WORK TO COMPLETE: The word "remove" marks the lines to copy; find all of them in the entries below.

(Data entries)
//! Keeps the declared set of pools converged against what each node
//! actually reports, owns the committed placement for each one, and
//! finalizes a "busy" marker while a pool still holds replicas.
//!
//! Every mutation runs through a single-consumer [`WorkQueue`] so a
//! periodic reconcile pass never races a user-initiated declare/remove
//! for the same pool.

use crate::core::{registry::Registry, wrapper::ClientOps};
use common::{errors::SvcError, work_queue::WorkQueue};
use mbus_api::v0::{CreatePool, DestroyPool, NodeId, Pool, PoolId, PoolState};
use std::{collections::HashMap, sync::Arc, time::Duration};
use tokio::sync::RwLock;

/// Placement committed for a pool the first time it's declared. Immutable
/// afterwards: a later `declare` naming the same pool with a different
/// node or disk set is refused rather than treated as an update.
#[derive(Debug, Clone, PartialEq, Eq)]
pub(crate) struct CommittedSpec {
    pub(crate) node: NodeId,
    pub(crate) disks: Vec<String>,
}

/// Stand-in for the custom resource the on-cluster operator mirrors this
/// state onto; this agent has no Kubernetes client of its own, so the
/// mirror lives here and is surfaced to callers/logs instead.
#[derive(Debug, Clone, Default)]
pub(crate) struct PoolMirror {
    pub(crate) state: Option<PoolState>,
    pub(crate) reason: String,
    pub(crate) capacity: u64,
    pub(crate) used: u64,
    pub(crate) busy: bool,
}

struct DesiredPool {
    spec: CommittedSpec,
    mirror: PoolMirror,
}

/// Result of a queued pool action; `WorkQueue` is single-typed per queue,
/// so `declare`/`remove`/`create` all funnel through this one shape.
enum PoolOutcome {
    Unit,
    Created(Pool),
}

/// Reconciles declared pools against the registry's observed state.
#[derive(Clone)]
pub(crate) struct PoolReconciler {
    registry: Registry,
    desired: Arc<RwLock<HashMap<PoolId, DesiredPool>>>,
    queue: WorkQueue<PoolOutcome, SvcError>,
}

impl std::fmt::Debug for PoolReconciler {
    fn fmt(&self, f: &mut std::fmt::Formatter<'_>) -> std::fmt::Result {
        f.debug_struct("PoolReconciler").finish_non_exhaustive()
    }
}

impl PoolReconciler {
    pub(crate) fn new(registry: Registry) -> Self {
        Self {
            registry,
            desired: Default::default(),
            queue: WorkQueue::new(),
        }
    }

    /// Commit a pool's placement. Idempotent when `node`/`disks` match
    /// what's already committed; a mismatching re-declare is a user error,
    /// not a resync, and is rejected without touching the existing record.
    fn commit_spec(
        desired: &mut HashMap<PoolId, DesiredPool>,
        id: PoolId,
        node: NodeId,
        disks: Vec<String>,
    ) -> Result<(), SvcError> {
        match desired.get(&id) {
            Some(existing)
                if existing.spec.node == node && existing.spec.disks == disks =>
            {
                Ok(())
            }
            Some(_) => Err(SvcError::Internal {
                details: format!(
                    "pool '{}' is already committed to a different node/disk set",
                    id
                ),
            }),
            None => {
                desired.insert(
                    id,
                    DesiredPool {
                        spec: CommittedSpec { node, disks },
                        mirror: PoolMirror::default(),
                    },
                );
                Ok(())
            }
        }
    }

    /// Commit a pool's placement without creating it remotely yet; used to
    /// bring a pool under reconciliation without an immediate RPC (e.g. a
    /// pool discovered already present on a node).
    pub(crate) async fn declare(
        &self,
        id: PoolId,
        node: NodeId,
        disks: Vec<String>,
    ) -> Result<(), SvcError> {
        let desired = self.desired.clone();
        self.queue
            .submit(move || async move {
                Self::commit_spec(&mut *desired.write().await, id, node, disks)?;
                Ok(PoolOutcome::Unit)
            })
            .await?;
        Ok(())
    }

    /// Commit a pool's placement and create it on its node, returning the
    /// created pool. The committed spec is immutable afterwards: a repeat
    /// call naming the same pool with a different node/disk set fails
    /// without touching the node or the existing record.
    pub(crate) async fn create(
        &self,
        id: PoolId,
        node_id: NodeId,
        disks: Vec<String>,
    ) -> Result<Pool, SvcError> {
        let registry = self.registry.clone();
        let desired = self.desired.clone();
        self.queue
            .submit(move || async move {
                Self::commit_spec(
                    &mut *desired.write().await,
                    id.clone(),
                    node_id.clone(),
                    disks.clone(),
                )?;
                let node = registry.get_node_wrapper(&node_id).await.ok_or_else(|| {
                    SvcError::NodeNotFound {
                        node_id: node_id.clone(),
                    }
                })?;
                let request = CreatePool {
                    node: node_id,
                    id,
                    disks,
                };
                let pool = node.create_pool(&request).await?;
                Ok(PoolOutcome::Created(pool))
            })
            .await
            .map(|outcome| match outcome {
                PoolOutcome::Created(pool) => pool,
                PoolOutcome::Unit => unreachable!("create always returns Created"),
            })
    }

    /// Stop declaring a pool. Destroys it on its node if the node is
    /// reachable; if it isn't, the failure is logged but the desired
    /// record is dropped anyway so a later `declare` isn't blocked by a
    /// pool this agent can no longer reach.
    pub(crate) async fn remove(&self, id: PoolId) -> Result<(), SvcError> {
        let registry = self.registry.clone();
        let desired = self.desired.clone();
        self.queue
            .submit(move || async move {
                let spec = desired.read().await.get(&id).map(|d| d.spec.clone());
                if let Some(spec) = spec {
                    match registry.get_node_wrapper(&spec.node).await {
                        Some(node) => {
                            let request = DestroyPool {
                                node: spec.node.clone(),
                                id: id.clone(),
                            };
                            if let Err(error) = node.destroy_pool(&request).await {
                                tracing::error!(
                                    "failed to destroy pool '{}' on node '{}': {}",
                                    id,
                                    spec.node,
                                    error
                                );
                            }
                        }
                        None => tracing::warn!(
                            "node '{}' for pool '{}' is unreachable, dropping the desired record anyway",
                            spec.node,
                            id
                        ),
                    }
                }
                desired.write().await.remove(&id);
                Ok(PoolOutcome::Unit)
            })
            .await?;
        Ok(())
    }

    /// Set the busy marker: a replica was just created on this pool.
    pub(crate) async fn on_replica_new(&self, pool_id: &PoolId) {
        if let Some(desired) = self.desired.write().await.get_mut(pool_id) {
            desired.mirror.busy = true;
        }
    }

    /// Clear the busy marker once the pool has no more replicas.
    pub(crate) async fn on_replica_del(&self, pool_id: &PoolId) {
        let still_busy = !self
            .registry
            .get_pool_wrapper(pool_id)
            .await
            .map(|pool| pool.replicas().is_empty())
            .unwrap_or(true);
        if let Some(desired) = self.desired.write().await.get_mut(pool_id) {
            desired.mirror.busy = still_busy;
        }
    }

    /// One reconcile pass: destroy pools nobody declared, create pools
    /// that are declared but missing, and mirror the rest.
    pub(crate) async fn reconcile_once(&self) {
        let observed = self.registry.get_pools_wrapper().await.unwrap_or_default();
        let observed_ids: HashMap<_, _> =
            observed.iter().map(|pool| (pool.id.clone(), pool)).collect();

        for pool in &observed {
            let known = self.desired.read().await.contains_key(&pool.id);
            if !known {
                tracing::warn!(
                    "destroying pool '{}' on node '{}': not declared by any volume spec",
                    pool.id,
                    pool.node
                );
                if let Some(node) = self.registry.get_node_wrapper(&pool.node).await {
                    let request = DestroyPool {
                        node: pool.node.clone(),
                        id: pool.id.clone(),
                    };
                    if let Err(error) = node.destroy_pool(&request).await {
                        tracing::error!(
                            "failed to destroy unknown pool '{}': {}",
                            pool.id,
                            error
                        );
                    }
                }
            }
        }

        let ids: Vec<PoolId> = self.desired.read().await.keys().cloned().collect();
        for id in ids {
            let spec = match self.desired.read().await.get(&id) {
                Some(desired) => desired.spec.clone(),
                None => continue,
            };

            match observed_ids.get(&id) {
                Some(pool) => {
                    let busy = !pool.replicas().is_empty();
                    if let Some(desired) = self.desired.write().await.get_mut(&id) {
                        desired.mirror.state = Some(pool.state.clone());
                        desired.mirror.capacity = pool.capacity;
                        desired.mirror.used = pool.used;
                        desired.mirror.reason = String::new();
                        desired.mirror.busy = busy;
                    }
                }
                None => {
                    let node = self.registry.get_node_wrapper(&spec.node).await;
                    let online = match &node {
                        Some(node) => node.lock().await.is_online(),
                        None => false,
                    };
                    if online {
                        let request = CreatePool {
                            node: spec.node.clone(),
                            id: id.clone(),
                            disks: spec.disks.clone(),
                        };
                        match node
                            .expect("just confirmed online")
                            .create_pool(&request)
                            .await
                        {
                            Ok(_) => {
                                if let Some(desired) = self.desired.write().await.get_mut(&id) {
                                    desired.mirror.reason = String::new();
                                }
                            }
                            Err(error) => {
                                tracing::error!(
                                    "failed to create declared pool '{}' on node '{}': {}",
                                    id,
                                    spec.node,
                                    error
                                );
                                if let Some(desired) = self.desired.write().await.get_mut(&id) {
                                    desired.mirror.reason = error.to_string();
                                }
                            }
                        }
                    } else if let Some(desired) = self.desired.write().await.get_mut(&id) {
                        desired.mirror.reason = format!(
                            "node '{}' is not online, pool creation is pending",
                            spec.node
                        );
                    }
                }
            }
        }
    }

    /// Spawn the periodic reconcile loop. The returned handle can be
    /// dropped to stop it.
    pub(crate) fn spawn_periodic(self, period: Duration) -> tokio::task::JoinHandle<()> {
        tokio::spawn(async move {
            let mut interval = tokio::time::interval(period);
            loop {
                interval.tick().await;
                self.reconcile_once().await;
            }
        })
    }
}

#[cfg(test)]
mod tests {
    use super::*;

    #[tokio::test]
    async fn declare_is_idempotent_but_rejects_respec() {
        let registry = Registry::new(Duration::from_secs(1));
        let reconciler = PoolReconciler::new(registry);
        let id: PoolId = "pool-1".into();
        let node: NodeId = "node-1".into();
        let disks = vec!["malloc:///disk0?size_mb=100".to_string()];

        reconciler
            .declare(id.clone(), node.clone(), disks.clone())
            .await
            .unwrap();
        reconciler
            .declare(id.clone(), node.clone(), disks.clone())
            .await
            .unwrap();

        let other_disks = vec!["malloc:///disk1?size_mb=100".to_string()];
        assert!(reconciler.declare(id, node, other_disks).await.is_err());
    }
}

COMPLETED TASK:
//! periodic reconcile pass never races a user-initiated declare/remove
/// so `declare`/`remove`/`create` all funnel through this one shape.
    pub(crate) async fn remove(&self, id: PoolId) -> Result<(), SvcError> {
                desired.write().await.remove(&id);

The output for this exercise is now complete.